Produtos que não promovam estas complicações são estudados e óleos de sementes de vegetais são uma opção segura. Óleos de prímula, borragem, groselha negra e de peixe são investigados como suplementos para uso em artrite reumatoide. O óleo de borragem se mostrou eficaz no controle das dores em pacientes acometidos por inflamações, incluindo a artrite reumatoide, sendo capaz de reduzir as doses dos medicamentos convencionais.

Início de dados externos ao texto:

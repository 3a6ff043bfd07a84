use async_trait::async_trait;
use bytes::Bytes;
use dashmap::DashMap;
use tokio::io::AsyncReadExt;

use crate::snapshot::{SnapList, Snapshot};
use super::traits::{SnapStore, SnapshotReader, StorageError};

/// In-process snapshot store.
///
/// Keys are the store-relative snapshot paths. Chunk segments are never
/// produced here, so `list(true)` and `list(false)` return the same set.
pub struct MemorySnapStore {
    prefix: String,
    data: DashMap<String, (Snapshot, Bytes)>,
}

impl MemorySnapStore {
    #[must_use]
    pub fn new() -> Self {
        Self::with_prefix(crate::config::DEFAULT_PREFIX)
    }

    #[must_use]
    pub fn with_prefix(prefix: impl Into<String>) -> Self {
        Self {
            prefix: prefix.into(),
            data: DashMap::new(),
        }
    }

    /// Get current snapshot count
    #[must_use]
    pub fn len(&self) -> usize {
        self.data.len()
    }

    #[must_use]
    pub fn is_empty(&self) -> bool {
        self.data.is_empty()
    }

    /// Stored bytes for a snapshot, if present.
    #[must_use]
    pub fn content(&self, snap: &Snapshot) -> Option<Bytes> {
        self.data.get(&snap.relative_path()).map(|r| r.value().1.clone())
    }

    pub fn clear(&self) {
        self.data.clear();
    }
}

impl Default for MemorySnapStore {
    fn default() -> Self {
        Self::new()
    }
}

#[async_trait]
impl SnapStore for MemorySnapStore {
    async fn save(&self, snap: &Snapshot, mut content: SnapshotReader) -> Result<(), StorageError> {
        let mut buf = Vec::new();
        content.read_to_end(&mut buf).await?;

        let mut stored = snap.clone();
        stored.prefix = self.prefix.clone();
        self.data.insert(snap.relative_path(), (stored, Bytes::from(buf)));
        Ok(())
    }

    async fn fetch(&self, snap: &Snapshot) -> Result<SnapshotReader, StorageError> {
        let bytes = self
            .content(snap)
            .ok_or_else(|| StorageError::NotFound(snap.relative_path()))?;
        Ok(Box::new(std::io::Cursor::new(bytes)))
    }

    async fn list(&self, include_all: bool) -> Result<SnapList, StorageError> {
        Ok(self
            .data
            .iter()
            .map(|r| r.value().0.clone())
            .filter(|s| include_all || !s.is_chunk)
            .collect())
    }

    async fn delete(&self, snap: &Snapshot) -> Result<(), StorageError> {
        self.data
            .remove(&snap.relative_path())
            .map(|_| ())
            .ok_or_else(|| StorageError::NotFound(snap.relative_path()))
    }
}

#[cfg(test)]
mod tests {
    use super::*;
    use crate::snapshot::SnapshotKind;

    fn snap(last: u64) -> Snapshot {
        Snapshot::with_created_on(SnapshotKind::Full, 0, last, 1_700_000_000 + last as i64)
    }

    fn reader(data: &'static [u8]) -> SnapshotReader {
        Box::new(data)
    }

    async fn read_all(mut r: SnapshotReader) -> Vec<u8> {
        let mut buf = Vec::new();
        r.read_to_end(&mut buf).await.unwrap();
        buf
    }

    #[tokio::test]
    async fn test_new_store_is_empty() {
        let store = MemorySnapStore::new();
        assert!(store.is_empty());
        assert!(store.list(true).await.unwrap().is_empty());
    }

    #[tokio::test]
    async fn test_save_and_fetch() {
        let store = MemorySnapStore::new();
        let s = snap(10);

        store.save(&s, reader(b"etcd-data")).await.unwrap();

        assert_eq!(read_all(store.fetch(&s).await.unwrap()).await, b"etcd-data");
        assert_eq!(store.len(), 1);
    }

    #[tokio::test]
    async fn test_fetch_nonexistent_is_not_found() {
        let store = MemorySnapStore::new();
        let result = store.fetch(&snap(1)).await;
        assert!(matches!(result, Err(StorageError::NotFound(_))));
    }

    #[tokio::test]
    async fn test_list_sorted_and_prefixed() {
        let store = MemorySnapStore::with_prefix("v2/cluster-a");
        for last in [30, 10, 20] {
            store.save(&snap(last), reader(b"x")).await.unwrap();
        }

        let list = store.list(false).await.unwrap();
        let revisions: Vec<u64> = list.iter().map(|s| s.last_revision).collect();
        assert_eq!(revisions, vec![10, 20, 30]);
        assert!(list.iter().all(|s| s.prefix == "v2/cluster-a"));
    }

    #[tokio::test]
    async fn test_save_overwrites() {
        let store = MemorySnapStore::new();
        let s = snap(5);

        store.save(&s, reader(b"v1")).await.unwrap();
        store.save(&s, reader(b"v2")).await.unwrap();

        assert_eq!(store.len(), 1);
        assert_eq!(store.content(&s).unwrap().as_ref(), b"v2");
    }

    #[tokio::test]
    async fn test_delete() {
        let store = MemorySnapStore::new();
        let s = snap(7);
        store.save(&s, reader(b"x")).await.unwrap();

        store.delete(&s).await.unwrap();
        assert!(store.is_empty());
        assert!(matches!(store.delete(&s).await, Err(StorageError::NotFound(_))));
    }

    #[tokio::test]
    async fn test_concurrent_saves() {
        use std::sync::Arc;

        let store = Arc::new(MemorySnapStore::new());
        let mut handles = vec![];

        for batch in 0..10u64 {
            let store = store.clone();
            handles.push(tokio::spawn(async move {
                for i in 0..10u64 {
                    store.save(&snap(batch * 10 + i), reader(b"x")).await.unwrap();
                }
            }));
        }
        for handle in handles {
            handle.await.unwrap();
        }

        assert_eq!(store.len(), 100);
    }
}
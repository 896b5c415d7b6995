//! Error types for the authentication module.
//!
//! The taxonomy is deliberately small: a local precondition failure, a
//! lookup miss, and everything the provider reports, forwarded verbatim.
//! The module never interprets provider codes and never retries.

use serde::{Deserialize, Serialize};
use std::fmt;
use thiserror::Error;

/// Result type alias for authentication operations.
pub type Result<T> = std::result::Result<T, AuthError>;

/// Opaque error reported by the identity provider.
///
/// Forwarded to callers exactly as received: `code` is the provider's
/// machine-readable tag (absent for transport-level failures), `message`
/// its human-readable description. Nothing in this crate branches on
/// `code`.
#[derive(Debug, Clone, PartialEq, Eq, Serialize, Deserialize)]
pub struct ProviderError {
    /// Provider error code, e.g. `NotAuthorizedException`.
    pub code: Option<String>,

    /// Human-readable description from the provider.
    pub message: String,
}

impl ProviderError {
    /// Error with a message and no code.
    pub fn new(message: impl Into<String>) -> Self {
        Self {
            code: None,
            message: message.into(),
        }
    }

    /// Error with a provider code and message.
    pub fn with_code(code: impl Into<String>, message: impl Into<String>) -> Self {
        Self {
            code: Some(code.into()),
            message: message.into(),
        }
    }
}

impl fmt::Display for ProviderError {
    fn fmt(&self, f: &mut fmt::Formatter<'_>) -> fmt::Result {
        match &self.code {
            Some(code) => write!(f, "{code}: {}", self.message),
            None => write!(f, "{}", self.message),
        }
    }
}

impl std::error::Error for ProviderError {}

/// Error surface of every authentication action.
///
/// Every action either resolves or rejects with exactly one of these;
/// none are swallowed, none trigger retries, and none poison the
/// orchestrator - each action call is independent.
#[derive(Debug, Error, Clone, PartialEq, Eq, Serialize, Deserialize)]
pub enum AuthError {
    /// An operation requiring an authenticated user was called without
    /// one. Raised before any provider interaction.
    #[error("User is unauthenticated")]
    Unauthenticated,

    /// The provider holds no cached current user.
    #[error("Can't retrieve the current user")]
    NoCurrentUser,

    /// Failure reported by the identity provider, forwarded verbatim.
    #[error(transparent)]
    Provider(#[from] ProviderError),
}

impl AuthError {
    /// Returns `true` if this error was raised locally, before any
    /// provider interaction.
    ///
    /// # Examples
    ///
    /// ```
    /// # use poolstore_auth::error::AuthError;
    /// assert!(AuthError::Unauthenticated.is_local());
    /// ```
    #[must_use]
    pub const fn is_local(&self) -> bool {
        matches!(self, Self::Unauthenticated | Self::NoCurrentUser)
    }

    /// The provider error code, if this error carries one.
    #[must_use]
    pub fn provider_code(&self) -> Option<&str> {
        match self {
            Self::Provider(err) => err.code.as_deref(),
            _ => None,
        }
    }
}
//! # Poolstore Core
//!
//! The contract between a poolstore module and the reactive store that
//! hosts it.
//!
//! A module bundles three things: a piece of state, a table of mutation
//! handlers, and a set of asynchronous actions. The hosting store owns the
//! state; actions never touch it directly. Instead, every action receives a
//! [`store::Context`] through which it can read a snapshot of the current
//! state and commit mutations, and the store applies each committed
//! mutation synchronously through [`mutation::Mutation::apply`].
//!
//! ## Core Concepts
//!
//! - **State**: owned data held by the hosting store
//! - **Mutation**: a total, synchronous state transition
//! - **StateStore**: the dispatcher the host supplies (snapshot + commit)
//! - **Context**: the cheap-clone handle actions are called with
//!
//! ## Example
//!
//! ```
//! use poolstore_core::mutation::Mutation;
//! use poolstore_core::store::{Context, MemoryStore};
//!
//! #[derive(Clone, Default)]
//! struct Counter {
//!     count: i64,
//! }
//!
//! enum CounterMutation {
//!     Add(i64),
//! }
//!
//! impl Mutation<Counter> for CounterMutation {
//!     fn apply(self, state: &mut Counter) {
//!         match self {
//!             Self::Add(n) => state.count += n,
//!         }
//!     }
//! }
//!
//! let ctx: Context<Counter, CounterMutation> =
//!     Context::from_store(MemoryStore::new(Counter::default()));
//! ctx.commit(CounterMutation::Add(2));
//! assert_eq!(ctx.state().count, 2);
//! ```

/// Mutation module - the state transition protocol.
///
/// Mutations are the only way state changes. A mutation handler is a total,
/// synchronous function over `(state, payload)`: it never fails, never
/// performs I/O, and touches nothing but the state it is given.
pub mod mutation {
    /// A state transition that can be committed to a store.
    ///
    /// Implementations are typically enums with one variant per handler,
    /// matched exhaustively in [`apply`](Mutation::apply).
    ///
    /// # Laws
    ///
    /// - `apply` is total: every variant updates the state and returns
    /// - `apply` is synchronous and side-effect-free except for the state
    ///   fields it writes
    pub trait Mutation<State> {
        /// Apply this mutation to the state, in place.
        fn apply(self, state: &mut State);
    }
}

/// Store module - the dispatcher contract and a reference in-memory host.
///
/// The hosting framework supplies the [`StateStore`](store::StateStore)
/// implementation; modules only ever see it through a
/// [`Context`](store::Context). [`MemoryStore`](store::MemoryStore) is the
/// reference host used by tests and by applications without a store
/// framework of their own.
pub mod store {
    use crate::mutation::Mutation;
    use std::sync::{Arc, Mutex, PoisonError};

    /// The dispatcher a hosting store supplies to module actions.
    ///
    /// `snapshot` returns the state as of the call; `commit` applies one
    /// mutation synchronously. There are no other ways to observe or
    /// change module state.
    pub trait StateStore<State, M>: Send + Sync {
        /// Clone out the current state.
        fn snapshot(&self) -> State;

        /// Apply one mutation to the state.
        ///
        /// Commits are serialized by the store; a commit that has returned
        /// is visible to every later `snapshot`.
        fn commit(&self, mutation: M);
    }

    /// Handle through which actions read state and commit mutations.
    ///
    /// Cloning a `Context` is cheap and every clone addresses the same
    /// underlying store.
    pub struct Context<State, M> {
        store: Arc<dyn StateStore<State, M>>,
    }

    impl<State, M> Clone for Context<State, M> {
        fn clone(&self) -> Self {
            Self {
                store: Arc::clone(&self.store),
            }
        }
    }

    impl<State, M> Context<State, M> {
        /// Wrap an already-shared store.
        #[must_use]
        pub fn new(store: Arc<dyn StateStore<State, M>>) -> Self {
            Self { store }
        }

        /// Wrap an owned store.
        pub fn from_store<S>(store: S) -> Self
        where
            S: StateStore<State, M> + 'static,
        {
            Self {
                store: Arc::new(store),
            }
        }

        /// Snapshot of the current state.
        #[must_use]
        pub fn state(&self) -> State {
            self.store.snapshot()
        }

        /// Commit one mutation.
        pub fn commit(&self, mutation: M) {
            self.store.commit(mutation);
        }
    }

    /// In-memory reference store.
    ///
    /// Mutex-guarded shared state; commits lock, apply, unlock. A poisoned
    /// lock is recovered rather than propagated - mutations are total, so
    /// the state is never left half-written.
    pub struct MemoryStore<State> {
        state: Arc<Mutex<State>>,
    }

    impl<State> MemoryStore<State> {
        /// Create a store holding `initial` state.
        #[must_use]
        pub fn new(initial: State) -> Self {
            Self {
                state: Arc::new(Mutex::new(initial)),
            }
        }
    }

    impl<State> Clone for MemoryStore<State> {
        fn clone(&self) -> Self {
            Self {
                state: Arc::clone(&self.state),
            }
        }
    }

    impl<State, M> StateStore<State, M> for MemoryStore<State>
    where
        State: Clone + Send,
        M: Mutation<State> + Send,
    {
        fn snapshot(&self) -> State {
            self.state
                .lock()
                .unwrap_or_else(PoisonError::into_inner)
                .clone()
        }

        fn commit(&self, mutation: M) {
            tracing::trace!("applying mutation");
            let mut guard = self.state.lock().unwrap_or_else(PoisonError::into_inner);
            mutation.apply(&mut guard);
        }
    }
}

/// Clock module - the one ambient dependency every module needs.
///
/// Abstracting time keeps time-dependent derivations pure and
/// deterministic under test.
pub mod clock {
    use chrono::{DateTime, Utc};

    /// Clock trait - abstracts time operations for testability.
    pub trait Clock: Send + Sync {
        /// Get the current time.
        fn now(&self) -> DateTime<Utc>;
    }

    /// Production clock backed by the system time.
    #[derive(Debug, Clone, Copy, Default)]
    pub struct SystemClock;

    impl Clock for SystemClock {
        fn now(&self) -> DateTime<Utc> {
            Utc::now()
        }
    }

    /// Fixed clock for deterministic tests.
    #[derive(Debug, Clone, Copy)]
    pub struct FixedClock {
        /// The instant this clock always reports.
        pub time: DateTime<Utc>,
    }

    impl FixedClock {
        /// Create a clock pinned to `time`.
        #[must_use]
        pub const fn new(time: DateTime<Utc>) -> Self {
            Self { time }
        }
    }

    impl Clock for FixedClock {
        fn now(&self) -> DateTime<Utc> {
            self.time
        }
    }
}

A dermatite atópica, sinônimo de eczema atópico, é uma doença crônica e complexa que resulta na inflamação da pele. Nos países desenvolvidos, a incidência da doença em crianças está em ascensão. As causas relacionadas ao desenvolvimento da patologia são multifatoriais e envolvem uma complexa relação entre fatores ambientais, genéticos e imunológicos.
O metabolismo anormal de ꞷ-6 é considerado um dos possíveis mecanismos responsáveis pela evolução de dermatite atópica. Os indivíduos apresentam baixos níveis plasmáticos de ꞷ-6, assim como nas membranas eritrocitárias e células do sistema imune. Níveis aumentados de LA são observados no leite materno de mães de crianças que desenvolvem a condição e também em fosfolipídios plasmáticos de crianças e adultos com dermatite atópica. As observações indicam possível redução da ação da enzima D6D, resultando em diminuição da formação de GLA e seus metabólitos.
O equilíbrio da razão entre AA/DGLA parece ser um fator determinante para a progressão da doença. O AA é componente essencial das membranas da pele, porém em níveis exacerbados resulta em inflamação e piora dos sintomas da patologia. A suplementação com fontes de GLA aumenta a produção de DGLA, amenizando a inflamação sem comprometer o funcionamento normal das células da pele.
A suplementação alimentar com óleos vegetais, como de prímula, borragem e groselha negra podem ser uma alternativa segura para manejo de síndromes e doenças inflamatórias. O DGLA plasmático é fator importante de estudo para determinar os aspectos fisiológicos e a regulação da inflamação por meio da suplementação de GLA.
Referência bibliográfica
DE CAMPOS, Luana Mayra; DE OLIVEIRA CARVALHO, Patrícia; RIBEIRO, Pérola. Ácidos graxos polinsaturados ômegas 3 e 6: benefícios a saúde humana e fontes. Investigación Clínica, v. 57, n. 3, 2005.
FERREIRA, Marcela Santos; ROCHA, Keli Daiane Camargo; GARCIA, Carlos Eduardo Rocha. Óleo de prímula como suplemento alimentar Evening primrose oil as a dietary supplement. Brazilian Journal of Development, v. 8, n. 5, p. 41440-41455, 2022.